ディーエイチシー(以下、DHC)は、“若返りの秘薬”と称される成分「プラセンタエキス」の効果を科学的に立証するため、約8年間にわたり研究を重ねてきた。その結果、DHCは「プラセンタエキス」に皮膚の若返りに役立つ有効成分があることを発見し、2025年3月8日の日本農芸化学会において、「プラセンタエキス」の若返り効果を発表した。なお、本研究が自然科学および臨床研究のあらゆる領域を対象とした世界最大級の学術誌『Scientific Reports』にて、“プラセンタエキスの新しい生物学的活性を報告した最初の研究”と掲載された。

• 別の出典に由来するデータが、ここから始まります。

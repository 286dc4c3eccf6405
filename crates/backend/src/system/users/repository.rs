use anyhow::{Context, Result};
use contracts::system::auth::UserRole;
use contracts::system::users::User;
use sea_orm::{ConnectionTrait, DatabaseBackend, QueryResult, Statement};

use crate::shared::data::db::get_connection;

const USER_COLUMNS: &str = "id, username, email, full_name, is_active, role, technician_ref, customer_ref, \
     created_at, updated_at, last_login_at, created_by";

fn user_from_row(row: &QueryResult) -> Result<User> {
    let role: String = row.try_get("", "role")?;
    Ok(User {
        id: row.try_get("", "id")?,
        username: row.try_get("", "username")?,
        email: row.try_get("", "email")?,
        full_name: row.try_get("", "full_name")?,
        is_active: row.try_get::<i32>("", "is_active")? != 0,
        role: UserRole::from_str_opt(&role).unwrap_or(UserRole::Customer),
        technician_ref: row.try_get("", "technician_ref")?,
        customer_ref: row.try_get("", "customer_ref")?,
        created_at: row.try_get("", "created_at")?,
        updated_at: row.try_get("", "updated_at")?,
        last_login_at: row.try_get("", "last_login_at")?,
        created_by: row.try_get("", "created_by")?,
    })
}

/// Create user with password hash
pub async fn create_with_password(user: &User, password_hash: &str) -> Result<()> {
    let conn = get_connection();

    conn.execute(Statement::from_sql_and_values(
        DatabaseBackend::Sqlite,
        "INSERT INTO sys_users (id, username, email, password_hash, full_name, is_active, role, technician_ref, customer_ref, created_at, updated_at, last_login_at, created_by)
         VALUES (?, ?, ?, ?, ?, ?, ?, ?, ?, ?, ?, ?, ?)",
        [
            user.id.clone().into(),
            user.username.clone().into(),
            user.email.clone().into(),
            password_hash.to_string().into(),
            user.full_name.clone().into(),
            (if user.is_active { 1 } else { 0 }).into(),
            user.role.as_str().into(),
            user.technician_ref.clone().into(),
            user.customer_ref.clone().into(),
            user.created_at.clone().into(),
            user.updated_at.clone().into(),
            user.last_login_at.clone().into(),
            user.created_by.clone().into(),
        ],
    ))
    .await
    .context("Failed to insert user")?;

    Ok(())
}

/// Get user by ID
pub async fn get_by_id(id: &str) -> Result<Option<User>> {
    let conn = get_connection();

    let result = conn
        .query_one(Statement::from_sql_and_values(
            DatabaseBackend::Sqlite,
            &format!("SELECT {} FROM sys_users WHERE id = ?", USER_COLUMNS),
            [id.into()],
        ))
        .await?;

    result.as_ref().map(user_from_row).transpose()
}

/// Get user by username
pub async fn get_by_username(username: &str) -> Result<Option<User>> {
    let conn = get_connection();

    let result = conn
        .query_one(Statement::from_sql_and_values(
            DatabaseBackend::Sqlite,
            &format!("SELECT {} FROM sys_users WHERE username = ?", USER_COLUMNS),
            [username.into()],
        ))
        .await?;

    result.as_ref().map(user_from_row).transpose()
}

/// Get password hash for user
pub async fn get_password_hash(user_id: &str) -> Result<Option<String>> {
    let conn = get_connection();

    let result = conn
        .query_one(Statement::from_sql_and_values(
            DatabaseBackend::Sqlite,
            "SELECT password_hash FROM sys_users WHERE id = ?",
            [user_id.into()],
        ))
        .await?;

    match result {
        Some(row) => {
            let hash: String = row.try_get("", "password_hash")?;
            Ok(Some(hash))
        }
        None => Ok(None),
    }
}

/// List all users
pub async fn list_all() -> Result<Vec<User>> {
    let conn = get_connection();

    let rows = conn
        .query_all(Statement::from_string(
            DatabaseBackend::Sqlite,
            format!("SELECT {} FROM sys_users ORDER BY created_at DESC", USER_COLUMNS),
        ))
        .await?;

    rows.iter().map(user_from_row).collect()
}

/// Update user
pub async fn update(user: &User) -> Result<()> {
    let conn = get_connection();

    conn.execute(Statement::from_sql_and_values(
        DatabaseBackend::Sqlite,
        "UPDATE sys_users
         SET email = ?, full_name = ?, is_active = ?, role = ?, technician_ref = ?, customer_ref = ?, updated_at = ?
         WHERE id = ?",
        [
            user.email.clone().into(),
            user.full_name.clone().into(),
            (if user.is_active { 1 } else { 0 }).into(),
            user.role.as_str().into(),
            user.technician_ref.clone().into(),
            user.customer_ref.clone().into(),
            user.updated_at.clone().into(),
            user.id.clone().into(),
        ],
    ))
    .await
    .context("Failed to update user")?;

    Ok(())
}

/// Delete user (hard delete)
pub async fn delete(id: &str) -> Result<bool> {
    let conn = get_connection();

    let result = conn
        .execute(Statement::from_sql_and_values(
            DatabaseBackend::Sqlite,
            "DELETE FROM sys_users WHERE id = ?",
            [id.into()],
        ))
        .await
        .context("Failed to delete user")?;

    Ok(result.rows_affected() > 0)
}

/// Update last login timestamp
pub async fn update_last_login(id: &str) -> Result<()> {
    let now = chrono::Utc::now().to_rfc3339();
    let conn = get_connection();

    conn.execute(Statement::from_sql_and_values(
        DatabaseBackend::Sqlite,
        "UPDATE sys_users SET last_login_at = ? WHERE id = ?",
        [now.into(), id.to_string().into()],
    ))
    .await
    .context("Failed to update last login")?;

    Ok(())
}

/// Count total users
pub async fn count_users() -> Result<usize> {
    let conn = get_connection();

    let result = conn
        .query_one(Statement::from_string(
            DatabaseBackend::Sqlite,
            "SELECT COUNT(*) as count FROM sys_users".to_string(),
        ))
        .await?;

    match result {
        Some(row) => {
            let count: i64 = row.try_get("", "count")?;
            Ok(count as usize)
        }
        None => Ok(0),
    }
}

/// Update user password
pub async fn update_password(id: &str, password_hash: &str) -> Result<()> {
    let conn = get_connection();

    conn.execute(Statement::from_sql_and_values(
        DatabaseBackend::Sqlite,
        "UPDATE sys_users SET password_hash = ?, updated_at = ? WHERE id = ?",
        [
            password_hash.to_string().into(),
            chrono::Utc::now().to_rfc3339().into(),
            id.to_string().into(),
        ],
    ))
    .await
    .context("Failed to update password")?;

    Ok(())
}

同社は、「プラセンタエキス」の若返り効果を科学的に立証したことにより、これからも安全・安心で、品質にこだわった商品とサービスを提供するため、美容と健康の分野に革新をもたらす研究を続けていくとしている。
プラセンタエキスは、主にブタ等哺乳類の胎盤から抽出した成分のことで、肌にハリと弾力を与える効果、肌の保湿力アップ、美白効果、しみ予防、抗酸化作用などのほか、疲労回復、更年期障害の改善にも期待できる。
■発表名
「豚胎盤抽出物は、ヒト表皮細胞の細胞内NADレベルを高める」
■研究期間
14年6月~22年11月
■研究背景
プラセンタエキスは、古くから“若返りの秘薬”として知られ、肌の保湿や弾力性向上などの効果から、化粧品や健康食品に広く使用されている。しかしながら、これまで科学的な効果は解明されていなかった。そこで同社は、プラセンタエキスの効果のメカニズムを明らかにするための研究を行った。

細胞培養試験の様子
■研究結果
①NAD増強効果の発見
NADとは「ニコチンアミドアデニンジヌクレオチド」のことで、細胞のエネルギー生産やさまざまな生命活動に不可欠な補酵素である。

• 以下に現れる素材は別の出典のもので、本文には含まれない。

use chrono::Utc;
use contracts::shared::logger::LogEntry;
use sea_orm::entity::prelude::*;
use sea_orm::{EntityTrait, QueryOrder, QuerySelect, Set};

use crate::shared::data::db::get_connection;

#[derive(Clone, Debug, PartialEq, Eq, DeriveEntityModel)]
#[sea_orm(table_name = "system_log")]
pub struct Model {
    #[sea_orm(primary_key)]
    pub id: i64,
    pub timestamp: String,
    pub source: String,
    pub level: String,
    pub category: String,
    pub message: String,
}

#[derive(Copy, Clone, Debug, EnumIter, DeriveRelation)]
pub enum Relation {}

impl ActiveModelBehavior for ActiveModel {}

impl From<Model> for LogEntry {
    fn from(m: Model) -> Self {
        LogEntry {
            id: m.id,
            timestamp: m.timestamp,
            source: m.source,
            level: m.level,
            category: m.category,
            message: m.message,
        }
    }
}

fn conn() -> &'static DatabaseConnection {
    get_connection()
}

/// Добавить запись в лог (внутренняя функция, без ожидания)
pub fn log_event_internal(source: &str, level: &str, category: &str, message: &str) {
    match level {
        "error" => tracing::error!(target: "system_log", "[{}] {}", category, message),
        "warn" => tracing::warn!(target: "system_log", "[{}] {}", category, message),
        _ => tracing::info!(target: "system_log", "[{}] {}", category, message),
    }

    let source = source.to_string();
    let level = level.to_string();
    let category = category.to_string();
    let message = message.to_string();

    tokio::spawn(async move {
        if let Err(e) = log_event(&source, &level, &category, &message).await {
            tracing::error!("Failed to log event: {}", e);
        }
    });
}

/// Добавить запись в лог
pub async fn log_event(
    source: &str,
    level: &str,
    category: &str,
    message: &str,
) -> anyhow::Result<()> {
    let now = Utc::now().format("%Y-%m-%d %H:%M:%S%.3f").to_string();

    let active = ActiveModel {
        id: sea_orm::ActiveValue::NotSet,
        timestamp: Set(now),
        source: Set(source.to_string()),
        level: Set(level.to_string()),
        category: Set(category.to_string()),
        message: Set(message.to_string()),
    };

    active.insert(conn()).await?;
    Ok(())
}

/// Последние записи лога (новые сверху)
pub async fn get_recent_logs(limit: u64) -> anyhow::Result<Vec<LogEntry>> {
    let logs: Vec<LogEntry> = Entity::find()
        .order_by_desc(Column::Id)
        .limit(limit)
        .all(conn())
        .await?
        .into_iter()
        .map(Into::into)
        .collect();
    Ok(logs)
}

/// Очистить все записи лога
pub async fn clear_all_logs() -> anyhow::Result<()> {
    Entity::delete_many().exec(conn()).await?;
    Ok(())
}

プラセンタエキスは、ヒト表皮細胞の細胞内NADレベルを濃度依存的に増加させた。また、プラセンタによる処理からわずか4時間後に、細胞内NADレベルの大幅な上昇が観察された。この結果により、プラセンタエキスは表皮細胞の細胞内NAD量を高めることでエネルギー産生を増強させる可能性が示唆された。この結果により、皮膚の若返りに役立つ成分であることが明らかになった。しかし、加齢とともにNADの量は減少し、健康問題を引き起こす可能性がある。そのため、体内のNADを適切に保つことが、健康的に歳を重ねるために重要だ。

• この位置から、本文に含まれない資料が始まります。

//! Общий доступ компонентов к кэшу договоров и файлов

use std::collections::{HashMap, HashSet};
use std::rc::Rc;

use contracts::domain::a001_contract::aggregate::{Contract, ContractFilter, ContractStatus};
use contracts::domain::a002_contract_file::aggregate::ContractFile;
use leptos::prelude::*;
use leptos::task::spawn_local;
use web_sys::EventSource;

use super::api::HttpContractSource;
use super::download::{BrowserDownloader, BrowserOpener};
use super::store::{BrowserClock, ContractStore};
use super::subscription;
use crate::shared::toast::{use_toasts, ToastService};

/// Состояние кэша в сигналах Leptos и действия над ним
#[derive(Clone, Copy)]
pub struct UseContracts {
    store: StoredValue<ContractStore, LocalStorage>,
    toasts: ToastService,
    pub files: RwSignal<HashMap<String, Vec<ContractFile>>>,
    pub contracts_loading: RwSignal<bool>,
    pub files_loading: RwSignal<HashSet<String>>,
    pub downloading: RwSignal<HashSet<String>>,
}

/// Создать хранилище и подписку на изменения; вызывается в корне основного макета
pub fn provide_contracts() -> UseContracts {
    let store = ContractStore::new(
        Rc::new(HttpContractSource),
        Rc::new(BrowserDownloader),
        Rc::new(BrowserOpener),
        Rc::new(BrowserClock),
    );

    let hook = UseContracts {
        store: StoredValue::new_local(store.clone()),
        toasts: use_toasts(),
        files: RwSignal::new(HashMap::new()),
        contracts_loading: RwSignal::new(false),
        files_loading: RwSignal::new(HashSet::new()),
        downloading: RwSignal::new(HashSet::new()),
    };

    let listener_store = store.clone();
    store.subscribe(Rc::new(move || {
        hook.files.set(listener_store.files_snapshot());
        hook.contracts_loading.set(listener_store.contracts_loading());
        hook.files_loading.set(listener_store.files_loading());
        hook.downloading.set(listener_store.downloading());
    }));

    let events: StoredValue<Option<EventSource>, LocalStorage> =
        StoredValue::new_local(match subscription::subscribe(store.clone()) {
            Ok(source) => Some(source),
            Err(e) => {
                log::error!("{}", e);
                None
            }
        });
    on_cleanup(move || {
        hook.store.with_value(|store| store.clear_listeners());
        events.with_value(|source| {
            if let Some(source) = source {
                source.close();
            }
        });
    });

    provide_context(hook);
    hook
}

pub fn use_contracts() -> UseContracts {
    use_context::<UseContracts>().expect("provide_contracts() not called in MainLayout")
}

impl UseContracts {
    fn store(&self) -> ContractStore {
        self.store.get_value()
    }

    /// Загрузить список договоров по фильтру в `target`
    pub fn load(&self, filter: ContractFilter, target: RwSignal<Vec<Contract>>) {
        let store = self.store();
        let toasts = self.toasts;
        spawn_local(async move {
            match store.list(&filter).await {
                Ok(list) => target.set(list),
                Err(e) => toasts.error(format!("Не удалось загрузить договоры: {}", e)),
            }
        });
    }

    /// Загрузить файлы договора (с кэшем или принудительно)
    pub fn load_files(&self, contract_id: String, force_refresh: bool) {
        let store = self.store();
        let toasts = self.toasts;
        spawn_local(async move {
            if let Err(e) = store.get_files(&contract_id, force_refresh).await {
                toasts.error(format!("Не удалось загрузить файлы: {}", e));
            }
        });
    }

    pub fn download(&self, contract_id: String, file_id: String) {
        let store = self.store();
        let toasts = self.toasts;
        spawn_local(async move {
            if let Err(e) = store.download(&contract_id, &file_id).await {
                toasts.error(format!("Ошибка скачивания: {}", e));
            }
        });
    }

    pub fn view(&self, file_id: String) {
        let store = self.store();
        let toasts = self.toasts;
        spawn_local(async move {
            if let Err(e) = store.view(&file_id).await {
                toasts.error(format!("Не удалось открыть файл: {}", e));
            }
        });
    }

    /// Сменить статус; после успеха вызывается `on_done`
    pub fn set_status(
        &self,
        contract_id: String,
        status: ContractStatus,
        on_done: impl Fn() + 'static,
    ) {
        let store = self.store();
        let toasts = self.toasts;
        spawn_local(async move {
            match store.update_status(&contract_id, status).await {
                Ok(contract) => {
                    toasts.success(format!(
                        "{}: {}",
                        contract.base.code,
                        contract.status.label()
                    ));
                    on_done();
                }
                Err(e) => toasts.error(format!("Статус не изменён: {}", e)),
            }
        });
    }

    pub fn sync_files(&self, contract_id: String) {
        let store = self.store();
        let toasts = self.toasts;
        spawn_local(async move {
            match store.sync_files(&contract_id).await {
                Ok(result) => toasts.info(format!(
                    "Получено файлов: {}, новых: {}",
                    result.fetched, result.inserted
                )),
                Err(e) => toasts.error(format!("Синхронизация не выполнена: {}", e)),
            }
        });
    }

    pub fn invalidate(&self) {
        self.store().invalidate();
    }

    /// Файлы договора из кэша (реактивно)
    pub fn files_of(&self, contract_id: &str) -> Vec<ContractFile> {
        self.files
            .with(|map| map.get(contract_id).cloned())
            .unwrap_or_default()
    }

    pub fn is_files_loading(&self, contract_id: &str) -> bool {
        self.files_loading.with(|set| set.contains(contract_id))
    }

    pub fn is_downloading(&self, file_id: &str) -> bool {
        self.downloading.with(|set| set.contains(file_id))
    }
}
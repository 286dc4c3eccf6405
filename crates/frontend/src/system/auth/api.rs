use contracts::system::auth::{
    LoginRequest, LoginResponse, RefreshRequest, RefreshResponse, UserInfo,
};
use gloo_net::http::{Request, Response};
use serde::Serialize;

use crate::shared::api_utils::api_url;

/// POST на публичный роут auth (без токена доступа)
async fn post_public<B: Serialize>(path: &str, body: &B) -> Result<Response, String> {
    Request::post(&api_url(path))
        .json(body)
        .map_err(|e| format!("Failed to serialize request: {}", e))?
        .send()
        .await
        .map_err(|e| format!("Failed to send request: {}", e))
}

/// Вход по логину и паролю
pub async fn login(username: String, password: String) -> Result<LoginResponse, String> {
    let response = post_public(
        "/api/system/auth/login",
        &LoginRequest { username, password },
    )
    .await?;

    match response.status() {
        200 => response
            .json::<LoginResponse>()
            .await
            .map_err(|e| format!("Failed to parse response: {}", e)),
        401 => Err("Неверный логин или пароль".to_string()),
        status => Err(format!("Ошибка входа: HTTP {}", status)),
    }
}

/// Новый access token по refresh token
pub async fn refresh_token(refresh_token: String) -> Result<RefreshResponse, String> {
    let response = post_public("/api/system/auth/refresh", &RefreshRequest { refresh_token }).await?;
    if !response.ok() {
        return Err(format!("Refresh failed: HTTP {}", response.status()));
    }
    response
        .json::<RefreshResponse>()
        .await
        .map_err(|e| format!("Failed to parse response: {}", e))
}

/// Отозвать refresh token
pub async fn logout(refresh_token: String) -> Result<(), String> {
    let response = post_public("/api/system/auth/logout", &RefreshRequest { refresh_token }).await?;
    if response.ok() {
        Ok(())
    } else {
        Err(format!("Logout failed: HTTP {}", response.status()))
    }
}

/// Текущий пользователь по access token
pub async fn get_current_user(access_token: &str) -> Result<UserInfo, String> {
    let response = Request::get(&api_url("/api/system/auth/me"))
        .header("Authorization", &format!("Bearer {}", access_token))
        .send()
        .await
        .map_err(|e| format!("Failed to send request: {}", e))?;

    if !response.ok() {
        return Err(format!("Session check failed: HTTP {}", response.status()));
    }

    response
        .json::<UserInfo>()
        .await
        .map_err(|e| format!("Failed to parse response: {}", e))
}
use axum::body::to_bytes;
use axum::body::Body;
use axum::http::{header, HeaderMap, Request, StatusCode};
use axum::middleware::Next;
use axum::response::Response;
use chrono::Utc;

use crate::shared::format::format_number;

/// Потоковые ответы (SSE) нельзя читать целиком: поток не завершается
fn is_streaming(headers: &HeaderMap) -> bool {
    headers
        .get(header::CONTENT_TYPE)
        .and_then(|v| v.to_str().ok())
        .map(|ct| ct.starts_with("text/event-stream"))
        .unwrap_or(false)
}

fn print_line(status: StatusCode, size: &str, method: &axum::http::Method, path: &str, ms: u128) {
    let timestamp = Utc::now() + chrono::Duration::hours(3);
    // Голубой для 200, коричневый для остальных
    let color_code = if status == StatusCode::OK { "36" } else { "33" };
    println!(
        "\x1b[{}m{}\x1b[0m | {:>5}ms | {:>12} | {} {:>6} {}",
        color_code,
        timestamp.format("%H:%M:%S"),
        ms,
        size,
        status.as_u16(),
        method,
        path
    );
}

/// Middleware для логирования HTTP запросов
///
/// Выводит в консоль:
/// - Timestamp (MSK, UTC+3)
/// - Длительность (ms)
/// - Размер ответа (форматированный)
/// - Статус код
/// - Метод и путь
pub async fn request_logger(req: Request<Body>, next: Next) -> Response {
    let start = std::time::Instant::now();
    let method = req.method().clone();
    let uri = req.uri().clone();

    let response = next.run(req).await;

    if is_streaming(response.headers()) {
        print_line(response.status(), "stream", &method, uri.path(), start.elapsed().as_millis());
        return response;
    }

    let (parts, body) = response.into_parts();

    // Читаем тело ответа, чтобы узнать реальный размер
    let bytes = match to_bytes(body, usize::MAX).await {
        Ok(b) => b,
        Err(_) => {
            print_line(parts.status, "error", &method, uri.path(), start.elapsed().as_millis());
            return Response::from_parts(parts, Body::default());
        }
    };

    print_line(
        parts.status,
        &format_number(bytes.len()),
        &method,
        uri.path(),
        start.elapsed().as_millis(),
    );

    Response::from_parts(parts, Body::from(bytes))
}

#[cfg(test)]
mod tests {
    use super::*;
    use axum::http::HeaderValue;

    #[test]
    fn test_event_stream_is_not_buffered() {
        let mut headers = HeaderMap::new();
        assert!(!is_streaming(&headers));
        headers.insert(header::CONTENT_TYPE, HeaderValue::from_static("application/json"));
        assert!(!is_streaming(&headers));
        headers.insert(header::CONTENT_TYPE, HeaderValue::from_static("text/event-stream"));
        assert!(is_streaming(&headers));
    }
}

左:細胞内NADレベルとプラセンタ濃度 右:細胞内NADレベルと処理時間
② 低分子成分の重要性/③皮膚への高親和性の可能性
半透膜を用いた液体中の溶質を分離する膜分離技術「限外ろ過」を使った予備検討により、上記の効果を持つプラセンタの有効成分が3kDa未満の低分子を含む画分に含まれていることが分かった。そこで、その画分をさらに逆相HPLC(高速液体クロマトグラフィーの一種で、主に疎水性の違いを利用して成分を分離する方法)を使って12の画分に分離し、唯一活性が見られた3の画分をLC-MS/MS(主に化学物質や生体試料の測定に用いられる高度な分析技術)を使って解析した結果、NMN(ニコチンアミドモノヌクレオチド。ビタミンB3の一種で、NADの前駆体として機能する成分)やNR(ニコチンアミドリボシド。ビタミンB3の一種で、NADの前駆体として機能する成分)が含まれていることが分かった。このことから、プラセンタに含まれているNMNやNRは皮脂への親和性が高く、プラセンタエキスは細胞内のNADレベルを高める有効成分である可能性が示唆された。

左:逆相HPLCを使い12の画分に分離
右:LC-MS/MSを使い解析した結果
この研究成果は、プラセンタエキスが細胞内NADを高めることで皮膚の若返りに役立つ成分であることを示唆している。低分子であるため、肌に吸収されやすく、小腸からもそのまま吸収される。そのため、製剤上の品質管理の向上や、より最適な提供方法が可能だ。同社は今回の研究成果を元に、皮膚のNADに着目した新たなアプローチの提案を目指していくとしている。